▶ _The task_: Lines where the string "AccessDenied" appears are to be copied from the entries below.
** Opening Records for processing block **
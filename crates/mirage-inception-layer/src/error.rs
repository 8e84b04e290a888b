use crate::reals::Symbol;

/// Win32 `ERROR_ACCESS_DENIED`.
pub const ERROR_ACCESS_DENIED: u32 = 5;

#[derive(Debug, Clone, PartialEq, Eq, thiserror::Error)]
pub enum LayerError {
    /// The substitute refuses the call outright; the real entry point is not invoked.
    #[error("{0} denied by policy")]
    AccessDenied(Symbol),

    /// A handle's object name does not fit the fixed name buffer.
    #[error("object name of {len} characters exceeds the {max} character limit")]
    ObjectNameTooLong { len: usize, max: usize },

    /// The real entry point reported failure with the given OS error code.
    #[error("{symbol} failed with OS error {code}")]
    Os { symbol: Symbol, code: u32 },

    /// The real entry point does not exist on this platform.
    #[error("{0} is not available on this platform")]
    Unsupported(Symbol),
}

impl LayerError {
    /// Win32-style last-error code reported to the guest.
    pub fn os_code(&self) -> u32 {
        match self {
            LayerError::AccessDenied(_) => ERROR_ACCESS_DENIED,
            LayerError::ObjectNameTooLong { .. } => 206, // ERROR_FILENAME_EXCED_RANGE
            LayerError::Os { code, .. } => *code,
            LayerError::Unsupported(_) => 120, // ERROR_CALL_NOT_IMPLEMENTED
        }
    }
}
** Closing Records for processing block **
▶ _Written solution_:
    AccessDenied(Symbol),
            LayerError::AccessDenied(_) => ERROR_ACCESS_DENIED,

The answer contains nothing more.